Lagoas de Coca-Cola, a fábrica de Bombons Garoto, a Praia da Costa, a Barra do Jucu, a vida marinha à mesa, eis o Espírito Santo. A beleza suave das capixabas, a fala meio mineira à beira mar. Ao norte, a Bahia, ao sul o Estado do Rio, a Oeste Minas, a leste o oceano com marlins azuis, badejos, peroás e onde a imaginação nos levar, o Espírito Santo , esse embaixador do criador, o canal de comunicação com o Pai.

Voltaria depois para participar de um show de aniversário da cidade de Cachoeiro do Itapemirim acompanhando o artista brasiliense Renato Mattos , quando mais um presente o Espírito Santo me deu: Um passeio numa Maria Fumaça por serras enflorestadas, com bandas de música nas estações, com presépios, laranjas, feijões e uma música de Gilberto Gil no walk man embalando o café-com-pão-café-com-pão do som ferroviário:

João Sabino :

Tava comendo banana pro santo

Pra quem?

Pro santo

Pro santo espírito senhor

Pai do filho do Espírito Santo

Senhor pai do filho do Espírito Santo

Senhor pai de quem?

Filho do Espírito Santo

Filho de uma localidade de lá

Nessa localidade de lá

Uma abertura de si

Uma embocadura pra dó

Sustenindo uma passagem pra ré

Mi bemol

Já traz o som, o eco

A claridade

Ainda um pouco abaixo do horizonte

Atrás do monte

De mi pra fá

Sustenindo, suspendendo

Sustentando, ajudando o sol

Nascer

Aqui na terra

Atrás da serra

Cachoeiro do Itapemirim

O sol nascer

João Sabino, eu imagino

Quando era menino, via assim

Melhor que qualquer fotografia , a música parece nos trazer de volta não só as imagens como os cheiros, o ar entrando pelas janelas do trem, a densa floresta debruçada sobre a serra recortada pelos trilhos, precipício acima e abaixo, uma beleza natural que parecia gritar ,abafando o ruído do trilhar do trem. Isso foi há mais de 20 anos.


Dia 16 de junho , sábado passado, cheguei quase à metade da idade do meu pai. Fiz quarenta e cinco, ele faz 92 em setembro. Segundo ele, cheguei à idade da maturidade, quando melhoramos, depuramos o que de melhor temos sido para conduzir nossas vidas, pois é o que temos daqui por diante. Tomara que esteja certo, pois percebi que o nível 4.5 traz de volta o embevecimento de menino e uma certa fragilidade que nos faz crescer diante de quem nos gosta, por aguçarmos nosso olhar, aprimorarmos nosso toque, dosarmos nossas palavras, nos despedirmos daquela tola mas necessária sensação de independência e onipotência que se inicia após a puberdade e nos acompanha durante um bom tempo, mas que tem prazo de validade.

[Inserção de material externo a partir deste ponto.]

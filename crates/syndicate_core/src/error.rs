use crate::phase::PhaseError;
use crate::{CharacterId, SectorId};

/// Rejected player commands. None of these change state.
#[derive(Debug, Clone, PartialEq, Eq, thiserror::Error)]
pub enum GameError {
    #[error("not enough funds: need ${needed}, have ${available}")]
    InsufficientFunds { needed: i64, available: i64 },
    #[error("unknown character {0}")]
    UnknownCharacter(CharacterId),
    #[error("unknown sector {0}")]
    UnknownSector(SectorId),
    #[error("{0} cannot take orders right now")]
    NotEligible(CharacterId),
    #[error("no order is waiting for a sector")]
    NoPendingOrder,
    #[error("the syndicate needs its first member")]
    FirstRecruitRequired,
    #[error(transparent)]
    Phase(#[from] PhaseError),
}
//! Asynchronous seam between the game and whatever writes its prose.
//!
//! Implementations plug in an LLM, canned offline text, or a test double.

use async_trait::async_trait;
use syndicate_core::Action;

use crate::error::Result;
use crate::types::{ActionReaction, CharacterSketch, DailyBriefing, Profile, ProfileHints};

#[async_trait]
pub trait ContentProvider: Send + Sync {
    /// Complete a recruit from optional hints.
    async fn generate_profile(&self, hints: &ProfileHints) -> Result<Profile>;

    /// Opaque portrait handle (URL or data URI) for a finished profile.
    async fn generate_portrait(&self, profile: &Profile) -> Result<String>;

    /// Morning report of one member, given their most relevant event.
    async fn generate_briefing(
        &self,
        member: &CharacterSketch,
        event_summary: &str,
    ) -> Result<DailyBriefing>;

    /// Broadcast narrating the night. Never called with an empty list.
    async fn generate_news_report(&self, events: &[String]) -> Result<String>;

    async fn generate_action_reaction(
        &self,
        member: &CharacterSketch,
        action: Action,
    ) -> Result<ActionReaction>;
}
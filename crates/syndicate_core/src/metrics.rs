//! Snapshot metrics computed from `GameState`.
//!
//! `compute_metrics(&GameState) -> MetricsSnapshot` samples the header figures
//! (cash, alert, head count, average loyalty) plus a few balance counters for
//! per-day time series. No state mutation; the CSV writer is the only IO.

use crate::{CharacterStatus, GameState};
use serde::{Deserialize, Serialize};
use std::io::Write;

/// Current schema version. Bump when fields are added/removed/reordered.
const METRICS_VERSION: u32 = 1;

#[derive(Debug, Clone, PartialEq, Serialize, Deserialize)]
pub struct MetricsSnapshot {
    pub day: u32,
    pub metrics_version: u32,

    // Header figures
    pub cash: i64,
    pub global_alert: f64,
    pub active_members: u32,
    /// Mean over active members; 0 with nobody left.
    pub average_loyalty: f64,

    // Roster breakdown
    pub new_recruits: u32,
    pub arrested: u32,
    pub executed: u32,
    pub average_condition: f64,
    pub average_success_rate: f64,

    // Map
    pub max_sector_alert: f64,
    pub mean_sector_alert: f64,
}

pub fn compute_metrics(state: &GameState) -> MetricsSnapshot {
    let mut active_members = 0u32;
    let mut new_recruits = 0u32;
    let mut arrested = 0u32;
    let mut executed = 0u32;
    let mut loyalty_sum = 0u64;
    let mut condition_sum = 0u64;
    let mut success_sum = 0u64;

    for member in &state.roster {
        match member.status {
            CharacterStatus::Arrested => arrested += 1,
            CharacterStatus::Executed => executed += 1,
            CharacterStatus::Recruited | CharacterStatus::Idle => {
                active_members += 1;
                loyalty_sum += u64::from(member.loyalty);
                condition_sum += u64::from(member.condition);
                success_sum += u64::from(member.success_rate);
                if member.status == CharacterStatus::Recruited {
                    new_recruits += 1;
                }
            }
        }
    }

    let mean = |sum: u64| {
        if active_members == 0 {
            0.0
        } else {
            sum as f64 / f64::from(active_members)
        }
    };

    let max_sector_alert = state
        .sectors
        .iter()
        .map(|s| s.alert_level)
        .fold(0.0_f64, f64::max);
    let mean_sector_alert = if state.sectors.is_empty() {
        0.0
    } else {
        state.sectors.iter().map(|s| s.alert_level).sum::<f64>() / state.sectors.len() as f64
    };

    MetricsSnapshot {
        day: state.day,
        metrics_version: METRICS_VERSION,
        cash: state.cash,
        global_alert: state.global_alert,
        active_members,
        average_loyalty: mean(loyalty_sum),
        new_recruits,
        arrested,
        executed,
        average_condition: mean(condition_sum),
        average_success_rate: mean(success_sum),
        max_sector_alert,
        mean_sector_alert,
    }
}

/// Write the CSV header row for metrics.
pub fn write_metrics_header(writer: &mut impl std::io::Write) -> std::io::Result<()> {
    writeln!(
        writer,
        "day,metrics_version,\
         cash,global_alert,active_members,average_loyalty,\
         new_recruits,arrested,executed,average_condition,average_success_rate,\
         max_sector_alert,mean_sector_alert"
    )
}

/// Append a single metrics snapshot as a CSV row.
pub fn append_metrics_row(
    writer: &mut impl std::io::Write,
    snapshot: &MetricsSnapshot,
) -> std::io::Result<()> {
    writeln!(
        writer,
        "{},{},{},{:.2},{},{:.2},{},{},{},{:.2},{:.2},{:.2},{:.2}",
        snapshot.day,
        snapshot.metrics_version,
        snapshot.cash,
        snapshot.global_alert,
        snapshot.active_members,
        snapshot.average_loyalty,
        snapshot.new_recruits,
        snapshot.arrested,
        snapshot.executed,
        snapshot.average_condition,
        snapshot.average_success_rate,
        snapshot.max_sector_alert,
        snapshot.mean_sector_alert,
    )
}

/// Per-run metrics CSV (`metrics.csv` in the run directory), one row per day.
pub struct MetricsFileWriter {
    path: std::path::PathBuf,
    writer: std::io::BufWriter<std::fs::File>,
}

impl MetricsFileWriter {
    /// Create a new writer, opening the CSV file with a header row.
    pub fn new(run_dir: &std::path::Path) -> std::io::Result<Self> {
        let path = run_dir.join("metrics.csv");
        let file = std::fs::File::create(&path)?;
        let mut writer = std::io::BufWriter::new(file);
        write_metrics_header(&mut writer)?;
        Ok(Self { path, writer })
    }

    pub fn path(&self) -> &std::path::Path {
        &self.path
    }

    pub fn write_row(&mut self, snapshot: &MetricsSnapshot) -> std::io::Result<()> {
        append_metrics_row(&mut self.writer, snapshot)?;
        self.writer.flush()
    }

    pub fn flush(&mut self) -> std::io::Result<()> {
        self.writer.flush()
    }
}

// ---------------------------------------------------------------------------
// Tests
// ---------------------------------------------------------------------------
//! `syndicate_content`: flavor text for the syndicate: recruit profiles,
//! portraits, morning briefings, the nightly news and order reactions.
//!
//! Every generator is fallible. Callers go through the `*_or_fallback`
//! helpers, which log the failure and substitute deterministic text.

mod error;
pub mod fallback;
mod json;
mod llm;
mod offline;
mod provider;
mod types;

pub mod client;

pub use error::ContentError;
pub use fallback::{
    action_reaction_or_fallback, briefing_or_fallback, news_report_or_fallback,
    profile_or_fallback, QUIET_CITY,
};
pub use llm::LlmContentProvider;
pub use offline::OfflineContentProvider;
pub use provider::ContentProvider;
pub use types::{ActionReaction, CharacterSketch, DailyBriefing, Profile, ProfileHints};
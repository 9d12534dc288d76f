use std::path::PathBuf;
use std::sync::Arc;

use parking_lot::Mutex;
use rand_chacha::ChaCha8Rng;
use syndicate_content::ContentProvider;
use syndicate_control::{Candidate, Session};
use syndicate_core::NewsItem;
use tokio::sync::broadcast;

/// Everything behind the lock. Never held across an await.
pub struct GameDesk {
    pub session: Session,
    pub rng: ChaCha8Rng,
    /// The candidate last drafted, waiting for confirm or cancel.
    pub draft: Option<Candidate>,
}

pub type SharedDesk = Arc<Mutex<GameDesk>>;
pub type NewsTx = broadcast::Sender<Vec<NewsItem>>;

#[derive(Clone)]
pub struct AppState {
    pub desk: SharedDesk,
    pub provider: Arc<dyn ContentProvider>,
    pub news_tx: NewsTx,
    pub save_dir: PathBuf,
}

impl AppState {
    pub fn new(
        session: Session,
        rng: ChaCha8Rng,
        provider: Arc<dyn ContentProvider>,
        save_dir: PathBuf,
    ) -> Self {
        let (news_tx, _) = broadcast::channel(64);
        Self {
            desk: Arc::new(Mutex::new(GameDesk {
                session,
                rng,
                draft: None,
            })),
            provider,
            news_tx,
            save_dir,
        }
    }
}
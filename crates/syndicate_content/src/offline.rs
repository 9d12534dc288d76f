//! Canned content for play without an API key.
//!
//! Output depends only on the inputs and on how many profiles have been
//! drawn so far, so seeded runs stay reproducible.

use std::sync::atomic::{AtomicUsize, Ordering};

use async_trait::async_trait;
use syndicate_core::Action;

use crate::error::Result;
use crate::fallback::fallback_reaction;
use crate::provider::ContentProvider;
use crate::types::{ActionReaction, CharacterSketch, DailyBriefing, Profile, ProfileHints};

const NAMES: [&str; 8] = [
    "Vera Kane", "Sal Moretti", "Iris Voss", "Eddie Lark", "Nora Quill", "Tommy Reyes",
    "June Marlowe", "Felix Dunn",
];
const PERSONALITIES: [&str; 6] = ["Cynical", "Cheerful", "Ruthless", "Nervous", "Loyal", "Greedy"];
const BACKGROUNDS: [&str; 6] = [
    "Ex-boxer", "Fisherman", "Card sharp", "Disgraced cop", "Pickpocket", "Ex-soldier",
];

#[derive(Debug, Default)]
pub struct OfflineContentProvider {
    drawn: AtomicUsize,
}

impl OfflineContentProvider {
    pub fn new() -> Self {
        Self::default()
    }
}

fn pick<'a>(hint: &'a str, pool: &[&'a str], index: usize) -> &'a str {
    if hint.trim().is_empty() {
        pool[index % pool.len()]
    } else {
        hint
    }
}

fn slug(name: &str) -> String {
    name.chars()
        .map(|c| if c.is_ascii_alphanumeric() { c.to_ascii_lowercase() } else { '-' })
        .collect()
}

#[async_trait]
impl ContentProvider for OfflineContentProvider {
    async fn generate_profile(&self, hints: &ProfileHints) -> Result<Profile> {
        let n = self.drawn.fetch_add(1, Ordering::Relaxed);
        let name = pick(&hints.name, &NAMES, n);
        let personality = pick(&hints.personality, &PERSONALITIES, n);
        let background = pick(&hints.background, &BACKGROUNDS, n);
        Ok(Profile {
            name: name.to_string(),
            personality: personality.to_string(),
            background: background.to_string(),
            dialogue: vec![
                format!("Name's {name}, Boss."),
                format!("{background}, if you're asking. People call me {}.", personality.to_lowercase()),
                "I hear you pay on time.".to_string(),
                "Point me at a job and I'll handle it.".to_string(),
            ],
        })
    }

    async fn generate_portrait(&self, profile: &Profile) -> Result<String> {
        Ok(format!("portrait://{}", slug(&profile.name)))
    }

    async fn generate_briefing(
        &self,
        member: &CharacterSketch,
        event_summary: &str,
    ) -> Result<DailyBriefing> {
        let narration = if member.condition < 50 {
            format!("{} dragged in, coat soaked, barely standing.", member.name)
        } else {
            format!("{} stepped into the office and shut the door.", member.name)
        };
        let closing = if member.loyalty < 50 {
            "Hope the pay's worth it."
        } else {
            "Ready for whatever's next."
        };
        Ok(DailyBriefing {
            narration,
            dialogue: vec![
                "Morning, Boss.".to_string(),
                event_summary.to_string(),
                closing.to_string(),
            ],
        })
    }

    async fn generate_news_report(&self, events: &[String]) -> Result<String> {
        Ok(format!("KNIGHTLY NEWS. {}", events.join(" ")))
    }

    async fn generate_action_reaction(
        &self,
        _member: &CharacterSketch,
        action: Action,
    ) -> Result<ActionReaction> {
        Ok(fallback_reaction(action))
    }
}
//! `syndicate_core`: deterministic day resolution and phase machine.
//!
//! No IO, no network. All randomness via the passed-in `Roller`.

pub mod commands;
mod engine;
mod error;
mod format;
mod id;
pub mod metrics;
pub mod odds;
pub mod phase;
pub mod roll;
mod types;
pub mod views;

#[cfg(any(test, feature = "test-support"))]
pub mod test_fixtures;

pub use commands::{apply_command, recruitment_cost, Command};
pub use engine::{resolve_day, settle_day, DayEvent, DayOutcome, QUIET_DAY};
pub use error::GameError;
pub use format::format_amount;
pub use id::{generate_character_id, generate_uuid};
pub use metrics::{compute_metrics, MetricsFileWriter, MetricsSnapshot};
pub use phase::{can_end_day, is_resolving, outstanding_orders, PhaseError};
pub use roll::Roller;
pub use types::*;

#[cfg(test)]
mod tests;
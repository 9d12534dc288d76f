use super::*;
use crate::test_fixtures::{
    base_constants, base_state, make_character, make_rng, member_id, state_with_members,
    ScriptedRolls, FAIL, PASS,
};

mod integration;
mod rest;
mod settle;

// --- Shared test helpers ------------------------------------------------

fn order(state: &mut GameState, name: &str, action: Action, sector: Option<u32>) {
    let member = state
        .character_mut(&member_id(name))
        .expect("member exists in fixture");
    member.action = Some(action);
    member.assigned_sector = sector.map(SectorId);
}

fn member<'a>(state: &'a GameState, name: &str) -> &'a Character {
    state
        .character(&member_id(name))
        .expect("member exists in fixture")
}

fn assert_stats_in_range(state: &GameState) {
    for c in &state.roster {
        assert!(c.loyalty <= 100, "{} loyalty {}", c.name, c.loyalty);
        assert!(c.condition <= 100, "{} condition {}", c.name, c.condition);
        assert!(c.success_rate <= 100, "{} success {}", c.name, c.success_rate);
    }
    assert!((0.0..=100.0).contains(&state.global_alert));
    for s in &state.sectors {
        assert!((0.0..=100.0).contains(&s.alert_level), "{}", s.name);
    }
}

Nesse dia eu estava em Vitória , no Espírito Santo, para participar de mais um show acompanhando Jorge Vercilo , no Teatro Glória. E foi sob efeito de 45 anos de vida e diante da platéia, que me vi por ela homenageado, pelo Vercilo e todos os outros irmãos dessa nômade família que é a banda.

Lá no palco ouvindo um parabéns pra você, encabulado, eu notava que um casal me acenava com um instrumento musical que eu não conseguia identificar na hora, mas que me proporcionou muita alegria, quando recebi das mãos de Néia e Júnior uma autêntica Casaca do Mestre Vitalino.

Não, o frio não era intenso, nem Mestre Vitalino se trata de um nome destacado em confecções de inverno. Casaca é como se chama uma espécie de reco-reco usado pelas bandas de Congo do Espírito Santo, trabalhado e esculpido com esmero, de sonoridade forte e expressiva.

Um mimo sonoro que vai me acompanhar em muitos sons por aí, marcando mais uma vez na minha vida a simpatia do povo capixaba.

Era mais um presente do Espírito Santo

És empírico Santo, Espírito. Só experimentando pra saber.